AMMAN: Despite the fact that locals are arrested daily and that a number of houses have been demolished, residents of Issawiya, a small neighborhood in East Jerusalem, continue to defy Israeli attempts to break their spirit.
Over the past two months, Israeli police have detained an estimated 200 residents of Issawiya — many of them children — in defiance of international law. Orders to demolish three more homes in the neighborhood were also issued this week.
According to data from the Association for Civil Rights in Israel (ACRI), more than 600 residents have been arrested since the launch of regular police raids in Issawiya. About a third of those, according to residents and lawyers are minors.
The ACRI has written to the Israeli attorney general saying that the systematic over-policing directed at thousands of people — most of whom have never even thrown a stone in their life — along with intimidation, arrests, and the use of gas, stun grenades, and sponge-tipped bullets “are not legitimate means” for imposing law and order.
“This policy serves only to exacerbate and foment the confrontations, and in itself causes disturbances, while using means intended to punish, humiliate, and oppress an entire population that is mostly innocent of any crime,” the Israeli human rights organization wrote.
Since June the situation in Issawiya, as described by the ACRI, has been intolerable. “Day after day, night after night, Special Patrol Unit and Border Police forces enter the neighborhood, patrolling the streets, haranguing youths, invading homes, ordering shops to close, blocking roads, handing out incessant tickets, and conducting arrests, many of which prove to be spurious.”
Yaser Darwish, an activist in Issawiya, told Arab News that the daily attacks would not deter people from standing up for their rights. “They have been attacking Issawiya almost every night, and this week alone they have issued demolition orders for three homes in the center of town, claiming that they (were) built without a license,” he said.
Another Israeli human rights organization, Btselem, said that in 2019 alone Israel has demolished 169 homes in East Jerusalem — 18 of them in Issawiya — more than had previously been destroyed in the years since 2004, and that those demolitions “resulted in making 328 Palestinians, including 182 children, homeless.”
Former Palestinian Minister of Jerusalem Affairs Ziad AbuZayyad told Arab News, “(The Israelis) want to break their spirit and force them to kneel, but the people of Issawiya are stubborn and the entire town has stood up to the Israeli police and other Israeli officials’ efforts.”
Hanna Issa, head of the Islamic Christian Committee for Jerusalem, told Arab News that the constant attacks are a prelude to an attempt to displace this small neighborhood, which is close to Israeli institutions including the Hebrew University’s Mount Scopus Campus and the Hadassah Hospital.
“They want to knock off the head of anyone that dares raise his head so that Issawiya will be an example to other neighborhoods, and so that eventually they can move these areas while widening the borders of what they call their unified capital,” Issa said.

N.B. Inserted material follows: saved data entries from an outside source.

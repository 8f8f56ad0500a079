//! apidoc: OpenAPI documents for axum applications.
//!
//! This facade crate re-exports the sub-crates through a single dependency.
//!
//! ```ignore
//! use apidoc::prelude::*;
//! ```
//!
//! # Feature flags
//!
//! | Feature   | Default | Crate            |
//! |-----------|---------|------------------|
//! | `openapi` | **yes** | `apidoc-openapi` |

pub extern crate apidoc_core;

pub use apidoc_core::*;

#[cfg(feature = "openapi")]
pub use apidoc_openapi;

/// Import everything with `use apidoc::prelude::*`.
pub mod prelude {
    pub use apidoc_core::http::{get, Json, Router};
    pub use apidoc_core::{
        AppBuilder, AppConfig, DocModel, FieldDescriptor, ModelDescriptor, ModelRef, Plugin,
        RouteInfo, RouteTable, TypeAnnotation,
    };

    #[cfg(feature = "openapi")]
    pub use apidoc_openapi::{DocsHandle, ModelSource, Redoc, RedocConfig};
}
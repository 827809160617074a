// Copyright (c) 2023 - 2026 Restate Software, Inc., Restate GmbH.
// All rights reserved.
//
// Use of this software is governed by the Business Source License
// included in the LICENSE file.
//
// As of the Change Date specified in that file, in accordance with
// the Business Source License, use of this software will be governed
// by the Apache License, Version 2.0.

//! Metric names emitted by the token tracker. Call [`describe_metrics`] once at startup to
//! register their descriptions with the installed recorder.

use metrics::{Unit, describe_counter};

/// dimensioned by "priority"
pub const FLOW_CONTROL_TOKENS_TRACKED: &str = "restate.flow_control.tokens_tracked.total";
/// dimensioned by "priority" and "reason" (see [`crate::ReleaseReason`])
pub const FLOW_CONTROL_TOKENS_RELEASED: &str = "restate.flow_control.tokens_released.total";
/// dimensioned by "priority"
pub const FLOW_CONTROL_ORDERING_VIOLATIONS: &str =
    "restate.flow_control.ordering_violations.total";

pub fn describe_metrics() {
    describe_counter!(
        FLOW_CONTROL_TOKENS_TRACKED,
        Unit::Count,
        "Number of send tokens tracked for entries awaiting admission"
    );
    describe_counter!(
        FLOW_CONTROL_TOKENS_RELEASED,
        Unit::Count,
        "Number of tracked send tokens released, dimensioned by priority and reason"
    );
    describe_counter!(
        FLOW_CONTROL_ORDERING_VIOLATIONS,
        Unit::Count,
        "Number of entries rejected because they were tracked out of order"
    );
}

Micky Rosenfeld, spokesman for the Israel National Police, told Arab News that police carry out regular patrols in the neighborhood of Issawiya, and “have done so for years,” in order to prevent and respond to security-related incidents whether caused by criminals or terrorists.
“Police officers have been attacked when on patrol by masked residents with petrol bombs, and have had fireworks fired at them from close range, causing the officers to be in a life-threatening situation,” he claimed.
Rosenfeld added that Israeli police officials “are in contact with the leaders of the community to discuss the general situation and coordinate.”